(PROVIDED MATERIAL Opens)
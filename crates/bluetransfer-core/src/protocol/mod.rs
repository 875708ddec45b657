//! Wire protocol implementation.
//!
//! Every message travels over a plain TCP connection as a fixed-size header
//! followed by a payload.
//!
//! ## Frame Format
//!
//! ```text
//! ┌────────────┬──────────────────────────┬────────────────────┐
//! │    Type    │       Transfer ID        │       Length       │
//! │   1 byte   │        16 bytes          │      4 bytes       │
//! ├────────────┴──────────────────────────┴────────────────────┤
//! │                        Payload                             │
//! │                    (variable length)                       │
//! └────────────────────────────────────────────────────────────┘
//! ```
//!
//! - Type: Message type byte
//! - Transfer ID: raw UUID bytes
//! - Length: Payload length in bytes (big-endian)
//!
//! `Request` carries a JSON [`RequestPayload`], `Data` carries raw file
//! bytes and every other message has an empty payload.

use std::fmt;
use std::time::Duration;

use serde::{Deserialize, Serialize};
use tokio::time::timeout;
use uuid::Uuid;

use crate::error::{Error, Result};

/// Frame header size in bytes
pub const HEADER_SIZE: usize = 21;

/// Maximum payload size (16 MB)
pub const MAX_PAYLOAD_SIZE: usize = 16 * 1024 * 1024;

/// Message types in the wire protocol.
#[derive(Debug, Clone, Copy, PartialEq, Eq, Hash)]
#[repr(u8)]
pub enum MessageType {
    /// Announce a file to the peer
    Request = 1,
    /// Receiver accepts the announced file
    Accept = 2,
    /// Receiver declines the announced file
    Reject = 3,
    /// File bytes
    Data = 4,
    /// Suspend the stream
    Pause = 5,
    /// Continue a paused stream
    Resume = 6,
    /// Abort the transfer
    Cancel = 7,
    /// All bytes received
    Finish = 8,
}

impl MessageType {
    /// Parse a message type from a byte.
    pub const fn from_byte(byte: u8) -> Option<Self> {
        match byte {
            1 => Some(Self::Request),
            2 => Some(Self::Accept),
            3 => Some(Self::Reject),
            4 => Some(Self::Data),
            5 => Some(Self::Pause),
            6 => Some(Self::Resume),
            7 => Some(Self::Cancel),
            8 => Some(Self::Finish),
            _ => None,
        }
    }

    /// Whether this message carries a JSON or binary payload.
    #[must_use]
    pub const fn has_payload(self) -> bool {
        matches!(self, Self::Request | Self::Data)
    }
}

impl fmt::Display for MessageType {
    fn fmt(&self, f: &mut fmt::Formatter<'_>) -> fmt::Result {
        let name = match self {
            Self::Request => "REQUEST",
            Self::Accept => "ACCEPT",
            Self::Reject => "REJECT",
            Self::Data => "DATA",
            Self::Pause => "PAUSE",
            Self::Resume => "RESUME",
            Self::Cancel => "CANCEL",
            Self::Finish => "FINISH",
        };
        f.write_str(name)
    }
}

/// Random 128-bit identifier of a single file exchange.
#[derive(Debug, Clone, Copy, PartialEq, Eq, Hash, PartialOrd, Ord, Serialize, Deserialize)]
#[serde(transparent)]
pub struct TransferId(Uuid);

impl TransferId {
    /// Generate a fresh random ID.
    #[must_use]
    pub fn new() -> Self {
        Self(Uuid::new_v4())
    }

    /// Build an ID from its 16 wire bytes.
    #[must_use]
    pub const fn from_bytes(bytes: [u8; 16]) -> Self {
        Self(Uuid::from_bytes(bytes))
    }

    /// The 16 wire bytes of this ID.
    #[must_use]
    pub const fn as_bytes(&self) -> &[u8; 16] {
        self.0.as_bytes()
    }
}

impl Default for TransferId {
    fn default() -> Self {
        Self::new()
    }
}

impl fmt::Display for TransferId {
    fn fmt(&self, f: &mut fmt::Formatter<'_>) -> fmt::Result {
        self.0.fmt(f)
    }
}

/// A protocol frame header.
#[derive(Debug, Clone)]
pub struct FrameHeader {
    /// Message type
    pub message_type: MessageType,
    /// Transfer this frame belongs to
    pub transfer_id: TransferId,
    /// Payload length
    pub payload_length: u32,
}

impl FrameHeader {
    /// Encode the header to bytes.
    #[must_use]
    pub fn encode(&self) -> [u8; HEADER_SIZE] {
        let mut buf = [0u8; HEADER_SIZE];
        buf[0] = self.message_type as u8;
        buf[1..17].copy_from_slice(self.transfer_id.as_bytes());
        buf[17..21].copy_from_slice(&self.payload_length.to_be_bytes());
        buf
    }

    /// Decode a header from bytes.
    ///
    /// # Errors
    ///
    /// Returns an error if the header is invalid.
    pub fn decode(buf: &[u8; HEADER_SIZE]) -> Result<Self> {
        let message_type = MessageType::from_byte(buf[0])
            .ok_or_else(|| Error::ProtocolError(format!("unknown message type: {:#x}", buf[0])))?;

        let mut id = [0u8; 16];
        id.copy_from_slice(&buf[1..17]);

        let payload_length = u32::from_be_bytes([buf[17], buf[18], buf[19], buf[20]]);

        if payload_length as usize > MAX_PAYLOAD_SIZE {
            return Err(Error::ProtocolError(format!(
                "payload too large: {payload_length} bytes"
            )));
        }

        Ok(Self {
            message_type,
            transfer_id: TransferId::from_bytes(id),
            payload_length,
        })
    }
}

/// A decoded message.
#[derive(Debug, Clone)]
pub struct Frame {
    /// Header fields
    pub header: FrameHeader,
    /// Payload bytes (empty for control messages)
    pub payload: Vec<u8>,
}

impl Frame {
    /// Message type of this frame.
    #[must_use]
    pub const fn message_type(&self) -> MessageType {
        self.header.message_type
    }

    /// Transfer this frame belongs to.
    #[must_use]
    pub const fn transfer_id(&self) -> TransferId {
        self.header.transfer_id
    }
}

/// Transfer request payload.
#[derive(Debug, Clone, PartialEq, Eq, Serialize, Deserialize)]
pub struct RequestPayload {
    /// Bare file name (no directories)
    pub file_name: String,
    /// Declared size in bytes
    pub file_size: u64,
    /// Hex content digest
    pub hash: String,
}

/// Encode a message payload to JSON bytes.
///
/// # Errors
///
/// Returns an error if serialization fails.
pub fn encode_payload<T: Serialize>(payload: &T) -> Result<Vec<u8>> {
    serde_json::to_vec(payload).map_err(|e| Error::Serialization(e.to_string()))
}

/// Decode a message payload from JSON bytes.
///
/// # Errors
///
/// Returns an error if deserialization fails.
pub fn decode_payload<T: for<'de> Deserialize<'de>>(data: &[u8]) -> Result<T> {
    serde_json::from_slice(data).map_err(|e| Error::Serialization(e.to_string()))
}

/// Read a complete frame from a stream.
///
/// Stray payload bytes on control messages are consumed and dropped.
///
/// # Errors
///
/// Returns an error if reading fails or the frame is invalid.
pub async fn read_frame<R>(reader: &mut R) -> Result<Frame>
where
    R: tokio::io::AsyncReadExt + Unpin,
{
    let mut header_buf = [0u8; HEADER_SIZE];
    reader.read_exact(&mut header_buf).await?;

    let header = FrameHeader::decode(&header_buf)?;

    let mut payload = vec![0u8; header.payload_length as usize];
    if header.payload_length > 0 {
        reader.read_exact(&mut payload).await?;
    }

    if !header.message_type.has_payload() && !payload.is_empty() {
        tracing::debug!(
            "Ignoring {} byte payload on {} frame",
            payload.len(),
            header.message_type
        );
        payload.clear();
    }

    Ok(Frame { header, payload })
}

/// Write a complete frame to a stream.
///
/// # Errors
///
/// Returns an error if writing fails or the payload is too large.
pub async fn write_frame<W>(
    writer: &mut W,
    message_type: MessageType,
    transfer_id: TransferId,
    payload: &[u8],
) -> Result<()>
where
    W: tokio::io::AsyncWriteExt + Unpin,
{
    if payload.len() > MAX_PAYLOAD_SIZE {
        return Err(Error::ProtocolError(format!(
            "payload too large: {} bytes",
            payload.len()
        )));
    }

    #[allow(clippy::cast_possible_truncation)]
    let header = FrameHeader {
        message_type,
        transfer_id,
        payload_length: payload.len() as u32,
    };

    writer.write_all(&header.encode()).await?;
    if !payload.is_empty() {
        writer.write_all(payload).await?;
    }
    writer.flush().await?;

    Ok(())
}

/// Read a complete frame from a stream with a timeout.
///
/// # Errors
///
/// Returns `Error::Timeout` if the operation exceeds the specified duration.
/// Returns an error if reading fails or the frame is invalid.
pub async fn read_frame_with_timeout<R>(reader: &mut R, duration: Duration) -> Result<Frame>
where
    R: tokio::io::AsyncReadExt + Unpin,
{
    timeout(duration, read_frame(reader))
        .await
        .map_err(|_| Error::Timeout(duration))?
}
(PROVIDED MATERIAL Closes)
=== EXERCISE DESCRIPTION ===
Every line that contains the string "Deserialize" should be copied from the records.

=== RESPONSE ===
use serde::{Deserialize, Serialize};
#[derive(Debug, Clone, Copy, PartialEq, Eq, Hash, PartialOrd, Ord, Serialize, Deserialize)]
#[derive(Debug, Clone, PartialEq, Eq, Serialize, Deserialize)]
pub fn decode_payload<T: for<'de> Deserialize<'de>>(data: &[u8]) -> Result<T> {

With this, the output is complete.